The required output is every line from the beginning of the entries below through the line that includes "are bound through", copied exactly.

··· PROVIDED MATERIAL ···

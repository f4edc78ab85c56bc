//! Phase-1 fetch specifications.
//!
//! A fetch spec describes one credentialed request. Placeholders of the form
//! `${env.NAME}` are substituted into header values only, from the
//! credentialed environment; `${var.NAME}` placeholders are bound through
//! explicit `passedVariables` declarations to fields of earlier fetch
//! results, and are the only sanctioned way a phase-1 response can influence
//! a later request's URL or body.

use std::collections::HashMap;
use std::sync::LazyLock;

use regex::Regex;
use serde::Deserialize;

use crate::error::{Error, Result};

static ENV_PLACEHOLDER: LazyLock<Regex> =
    LazyLock::new(|| Regex::new(r"\$\{env\.([A-Za-z_][A-Za-z0-9_]*)\}").expect("static regex"));
static VAR_PLACEHOLDER: LazyLock<Regex> =
    LazyLock::new(|| Regex::new(r"\$\{var\.([A-Za-z_][A-Za-z0-9_]*)\}").expect("static regex"));

/// Reference to a field of an earlier fetch's captured result.
#[derive(Debug, Clone, Deserialize)]
#[serde(rename_all = "camelCase")]
pub struct FetchFieldRef {
    /// Name of the earlier fetch.
    pub fetch: String,
    /// Dotted path into its captured result, e.g. `body.id`.
    pub field: String,
}

/// One declared phase-1 fetch.
#[derive(Debug, Clone, Deserialize)]
#[serde(rename_all = "camelCase")]
pub struct FetchSpec {
    /// Name the sanitized result is stored under; also the phase-2 stub name.
    pub name: String,
    pub url: String,
    #[serde(default = "default_method")]
    pub method: String,
    /// Header values may contain `${env.NAME}` and `${var.NAME}`.
    #[serde(default)]
    pub headers: HashMap<String, String>,
    /// Body may contain `${var.NAME}` only.
    #[serde(default)]
    pub body: Option<String>,
    /// Bindings available as `${var.NAME}` in this fetch.
    #[serde(default)]
    pub passed_variables: HashMap<String, FetchFieldRef>,
    /// When set, the captured body is projected to these top-level fields.
    #[serde(default)]
    pub response_fields: Option<Vec<String>>,
}

fn default_method() -> String {
    "GET".to_string()
}

/// A fetch spec with every placeholder substituted. Header values may carry
/// live credentials; this struct must only ever reach the credentialed
/// phase-1 sub-execution.
#[derive(Debug, Clone)]
pub struct ResolvedFetch {
    pub name: String,
    pub url: String,
    pub method: String,
    pub headers: HashMap<String, String>,
    pub body: Option<String>,
}

impl ResolvedFetch {
    /// The JSON handed to the harness script via its environment.
    pub fn to_harness_json(&self) -> String {
        serde_json::json!({
            "url": self.url,
            "method": self.method,
            "headers": self.headers,
            "body": self.body,
        })
        .to_string()
    }
}

/// Substitute placeholders in a fetch spec.
///
/// `${env.NAME}` is legal in header values only; its appearance anywhere
/// else is rejected so a phase-1 response can never steer credentials into a
/// URL or body. `${var.NAME}` requires a matching `passedVariables` entry.
pub fn resolve(
    spec: &FetchSpec,
    env: &HashMap<String, String>,
    prior: &serde_json::Map<String, serde_json::Value>,
) -> Result<ResolvedFetch> {
    let vars = bind_variables(spec, prior)?;

    if ENV_PLACEHOLDER.is_match(&spec.url) {
        return Err(Error::BadRequest {
            reason: format!("fetch '{}': ${{env.*}} is not allowed in URLs", spec.name),
        });
    }
    if let Some(body) = &spec.body {
        if ENV_PLACEHOLDER.is_match(body) {
            return Err(Error::BadRequest {
                reason: format!("fetch '{}': ${{env.*}} is not allowed in bodies", spec.name),
            });
        }
    }

    let url = substitute_vars(&spec.name, &spec.url, &vars)?;
    let body = spec
        .body
        .as_ref()
        .map(|b| substitute_vars(&spec.name, b, &vars))
        .transpose()?;

    let mut headers = HashMap::with_capacity(spec.headers.len());
    for (name, value) in &spec.headers {
        let value = substitute_env(&spec.name, value, env)?;
        let value = substitute_vars(&spec.name, &value, &vars)?;
        headers.insert(name.clone(), value);
    }

    Ok(ResolvedFetch {
        name: spec.name.clone(),
        url,
        method: spec.method.to_uppercase(),
        headers,
        body,
    })
}

fn bind_variables(
    spec: &FetchSpec,
    prior: &serde_json::Map<String, serde_json::Value>,
) -> Result<HashMap<String, String>> {
    let mut vars = HashMap::with_capacity(spec.passed_variables.len());

    for (var_name, field_ref) in &spec.passed_variables {
        let capture = prior.get(&field_ref.fetch).ok_or_else(|| Error::BadRequest {
            reason: format!(
                "fetch '{}': passed variable '{}' references unknown fetch '{}'",
                spec.name, var_name, field_ref.fetch
            ),
        })?;

        let value = value_at_path(capture, &field_ref.field).ok_or_else(|| Error::BadRequest {
            reason: format!(
                "fetch '{}': field '{}' not found in result of fetch '{}'",
                spec.name, field_ref.field, field_ref.fetch
            ),
        })?;

        vars.insert(var_name.clone(), stringify(value));
    }

    Ok(vars)
}

/// Navigate a dotted path into a JSON value.
fn value_at_path<'a>(value: &'a serde_json::Value, path: &str) -> Option<&'a serde_json::Value> {
    let mut current = value;
    for segment in path.split('.') {
        current = match current {
            serde_json::Value::Object(map) => map.get(segment)?,
            serde_json::Value::Array(items) => items.get(segment.parse::<usize>().ok()?)?,
            _ => return None,
        };
    }
    Some(current)
}

fn stringify(value: &serde_json::Value) -> String {
    match value {
        serde_json::Value::String(s) => s.clone(),
        other => other.to_string(),
    }
}

fn substitute_env(
    fetch_name: &str,
    input: &str,
    env: &HashMap<String, String>,
) -> Result<String> {
    replace_all(&ENV_PLACEHOLDER, input, |name| {
        env.get(name).cloned().ok_or_else(|| Error::BadRequest {
            reason: format!(
                "fetch '{}': environment variable '{}' is not available",
                fetch_name, name
            ),
        })
    })
}

fn substitute_vars(
    fetch_name: &str,
    input: &str,
    vars: &HashMap<String, String>,
) -> Result<String> {
    replace_all(&VAR_PLACEHOLDER, input, |name| {
        vars.get(name).cloned().ok_or_else(|| Error::BadRequest {
            reason: format!(
                "fetch '{}': '${{var.{}}}' has no matching passedVariables entry",
                fetch_name, name
            ),
        })
    })
}

fn replace_all(
    regex: &Regex,
    input: &str,
    mut lookup: impl FnMut(&str) -> Result<String>,
) -> Result<String> {
    let mut output = String::with_capacity(input.len());
    let mut last = 0;

    for captures in regex.captures_iter(input) {
        let whole = captures.get(0).expect("capture 0 always present");
        let name = captures.get(1).expect("capture 1 in pattern").as_str();
        output.push_str(&input[last..whole.start()]);
        output.push_str(&lookup(name)?);
        last = whole.end();
    }

    output.push_str(&input[last..]);
    Ok(output)
}

/// Generate the phase-1 harness: a script whose sole job is to perform one
/// request (through the proxy, via the runtime's env-configured fetch) and
/// print the captured response as JSON.
pub fn harness_script(spec_env_var: &str) -> String {
    format!(
        r#"(async () => {{
  const spec = JSON.parse(process.env.{spec_env_var});
  try {{
    const res = await fetch(spec.url, {{
      method: spec.method,
      headers: spec.headers,
      body: spec.body ?? undefined,
    }});
    const text = await res.text();
    let body;
    try {{ body = JSON.parse(text); }} catch {{ body = text; }}
    const headers = {{}};
    for (const [k, v] of res.headers) headers[k] = v;
    process.stdout.write(JSON.stringify({{ status: res.status, headers, body }}));
  }} catch (err) {{
    process.stdout.write(JSON.stringify({{ error: String(err && err.message || err) }}));
  }}
}})();
"#
    )
}

#[cfg(test)]
mod tests {
    use super::*;

    fn spec(json: serde_json::Value) -> FetchSpec {
        serde_json::from_value(json).unwrap()
    }

    #[test]
    fn test_env_substitution_in_headers() {
        let spec = spec(serde_json::json!({
            "name": "profile",
            "url": "https://api.example.com/me",
            "headers": {"Authorization": "Bearer ${env.CRUCIBLE_CREDENTIAL_TOKEN}"}
        }));

        let env = HashMap::from([(
            "CRUCIBLE_CREDENTIAL_TOKEN".to_string(),
            "tok-123".to_string(),
        )]);

        let resolved = resolve(&spec, &env, &serde_json::Map::new()).unwrap();
        assert_eq!(resolved.headers["Authorization"], "Bearer tok-123");
        assert_eq!(resolved.method, "GET");
    }

    #[test]
    fn test_env_in_url_is_rejected() {
        let spec = spec(serde_json::json!({
            "name": "bad",
            "url": "https://api.example.com/${env.TOKEN}",
        }));

        let result = resolve(&spec, &HashMap::new(), &serde_json::Map::new());
        assert!(matches!(result, Err(Error::BadRequest { .. })));
    }

    #[test]
    fn test_env_in_body_is_rejected() {
        let spec = spec(serde_json::json!({
            "name": "bad",
            "url": "https://api.example.com/",
            "body": "{\"token\": \"${env.TOKEN}\"}"
        }));

        let result = resolve(&spec, &HashMap::new(), &serde_json::Map::new());
        assert!(matches!(result, Err(Error::BadRequest { .. })));
    }

    #[test]
    fn test_unknown_env_is_rejected() {
        let spec = spec(serde_json::json!({
            "name": "profile",
            "url": "https://api.example.com/me",
            "headers": {"Authorization": "Bearer ${env.MISSING}"}
        }));

        let result = resolve(&spec, &HashMap::new(), &serde_json::Map::new());
        assert!(matches!(result, Err(Error::BadRequest { .. })));
    }

    #[test]
    fn test_passed_variable_chaining() {
        let spec = spec(serde_json::json!({
            "name": "orders",
            "url": "https://api.example.com/users/${var.userId}/orders",
            "passedVariables": {
                "userId": {"fetch": "profile", "field": "body.id"}
            }
        }));

        let mut prior = serde_json::Map::new();
        prior.insert(
            "profile".to_string(),
            serde_json::json!({"status": 200, "headers": {}, "body": {"id": 42}}),
        );

        let resolved = resolve(&spec, &HashMap::new(), &prior).unwrap();
        assert_eq!(resolved.url, "https://api.example.com/users/42/orders");
    }

    #[test]
    fn test_var_without_declaration_is_rejected() {
        let spec = spec(serde_json::json!({
            "name": "orders",
            "url": "https://api.example.com/users/${var.userId}",
        }));

        let result = resolve(&spec, &HashMap::new(), &serde_json::Map::new());
        assert!(matches!(result, Err(Error::BadRequest { .. })));
    }

    #[test]
    fn test_var_referencing_unknown_fetch_is_rejected() {
        let spec = spec(serde_json::json!({
            "name": "orders",
            "url": "https://api.example.com/${var.x}",
            "passedVariables": {"x": {"fetch": "nope", "field": "body.id"}}
        }));

        let result = resolve(&spec, &HashMap::new(), &serde_json::Map::new());
        assert!(matches!(result, Err(Error::BadRequest { .. })));
    }

    #[test]
    fn test_value_at_path() {
        let value = serde_json::json!({"body": {"items": [{"id": "a"}]}});
        assert_eq!(
            value_at_path(&value, "body.items.0.id"),
            Some(&serde_json::Value::String("a".to_string()))
        );
        assert!(value_at_path(&value, "body.missing").is_none());
    }

    #[test]
    fn test_method_upper_cased() {
        let spec = spec(serde_json::json!({
            "name": "p",
            "url": "https://api.example.com/",
            "method": "post"
        }));
        let resolved = resolve(&spec, &HashMap::new(), &serde_json::Map::new()).unwrap();
        assert_eq!(resolved.method, "POST");
    }

    #[test]
    fn test_harness_script_reads_spec_env() {
        let script = harness_script("CRUCIBLE_CREDENTIAL_FETCH_SPEC");
        assert!(script.contains("process.env.CRUCIBLE_CREDENTIAL_FETCH_SPEC"));
        assert!(script.contains("fetch(spec.url"));
        assert!(script.contains("status: res.status"));
    }

    #[test]
    fn test_harness_json_shape() {
        let resolved = ResolvedFetch {
            name: "p".to_string(),
            url: "https://x.test/".to_string(),
            method: "GET".to_string(),
            headers: HashMap::new(),
            body: None,
        };
        let json: serde_json::Value = serde_json::from_str(&resolved.to_harness_json()).unwrap();
        assert_eq!(json["url"], "https://x.test/");
        assert!(json["body"].is_null());
    }
}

···

§ ANSWER:
repository f4edc78ab85c56bc
//! Phase-1 fetch specifications.
//!
//! A fetch spec describes one credentialed request. Placeholders of the form
//! `${env.NAME}` are substituted into header values only, from the
//! credentialed environment; `${var.NAME}` placeholders are bound through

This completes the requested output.